Ansaris' proprietary computational chemistry platform suite of tools combines virtual homology modeling, novel binding information, and rapid fragment screening, to identify patentable lead compounds with optimal drug properties.
Unique Benefits of Partnering with Ansaris:
Ansaris' integrated design teams proactively engage in-house computational chemistry, medicinal chemistry, and biology resources for optimal design efficiency. Our design teams are made up of relatively fewer FTEs than typical drug discovery efforts, and support efficient ADME and screening assay turnaround time to allow rapid iterative design improvements.
We have established design experience with over 40 targets, including kinases, proteases, nuclear hormone receptors, growth factor receptors, surface proteins, cytokines, fungicides, and phosphatases. Using our computational platform, we are able to initiate design with or without target structural information. We have demonstrated experience with the identification of innovative allosteric binding sites and the design of novel, prospectively optimized, and chemically diverse therapeutics.
Unique Benefits of the Charrette™ FBDD Platform:
- Demonstrated ability to design novel compounds prospectively
- Protein models sufficient for lead design and selectivity, in advance of crystal structure, with excellent SAR correlation.

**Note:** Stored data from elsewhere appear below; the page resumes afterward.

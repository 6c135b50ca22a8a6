//! Controlled vocabularies for the visit table.

use serde::{Deserialize, Serialize};
use std::fmt;
use std::str::FromStr;

/// Whether a visit is an admission or an outpatient (OPD) encounter.
#[derive(Debug, Clone, Copy, PartialEq, Eq, Hash, Serialize, Deserialize)]
pub enum AdmissionType {
    Inpatient,
    Opd,
}

impl AdmissionType {
    /// Canonical value as stored in the table.
    pub fn as_str(&self) -> &'static str {
        match self {
            AdmissionType::Inpatient => "Inpatient",
            AdmissionType::Opd => "OPD",
        }
    }

    pub fn is_inpatient(&self) -> bool {
        matches!(self, AdmissionType::Inpatient)
    }
}

impl fmt::Display for AdmissionType {
    fn fmt(&self, f: &mut fmt::Formatter<'_>) -> fmt::Result {
        f.write_str(self.as_str())
    }
}

impl FromStr for AdmissionType {
    type Err = String;

    fn from_str(s: &str) -> Result<Self, Self::Err> {
        match s.trim().to_uppercase().as_str() {
            "INPATIENT" => Ok(AdmissionType::Inpatient),
            "OPD" | "OUTPATIENT" => Ok(AdmissionType::Opd),
            _ => Err(format!("Unknown admission type: {s}")),
        }
    }
}

/// Recorded patient gender.
#[derive(Debug, Clone, Copy, PartialEq, Eq, Hash, Serialize, Deserialize)]
pub enum Gender {
    Male,
    Female,
    Other,
}

impl Gender {
    pub fn as_str(&self) -> &'static str {
        match self {
            Gender::Male => "Male",
            Gender::Female => "Female",
            Gender::Other => "Other",
        }
    }
}

impl fmt::Display for Gender {
    fn fmt(&self, f: &mut fmt::Formatter<'_>) -> fmt::Result {
        f.write_str(self.as_str())
    }
}

impl FromStr for Gender {
    type Err = String;

    fn from_str(s: &str) -> Result<Self, Self::Err> {
        match s.trim().to_uppercase().as_str() {
            "MALE" | "M" => Ok(Gender::Male),
            "FEMALE" | "F" => Ok(Gender::Female),
            "OTHER" => Ok(Gender::Other),
            _ => Err(format!("Unknown gender: {s}")),
        }
    }
}

/// Hospital departments the generator draws from. Aggregation works off the
/// values present in the data, so an external file may carry others.
pub const DEPARTMENTS: &[&str] = &[
    "Cardiology",
    "Oncology",
    "Orthopedics",
    "Neurology",
    "Emergency",
    "Gastroenterology",
    "Pulmonology",
];

/// Treatment categories the generator draws from.
pub const TREATMENT_CATEGORIES: &[&str] = &[
    "Surgery",
    "Medication",
    "Therapy",
    "Observation",
    "Diagnostics",
];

- Whole molecule energy is uniquely integrated over a distribution of poses for better compound design.
- Combinatorics that provide a vast, diverse search of chemical space (ex. 5000 fragments generate 125 billion hit-like molecules).
- The ability to build in desired physicochemical properties prospectively (MW, LogP, predicted binding affinity, # of rotatable bonds, druggability) with tools that allow informed medicinal chemistry decisions.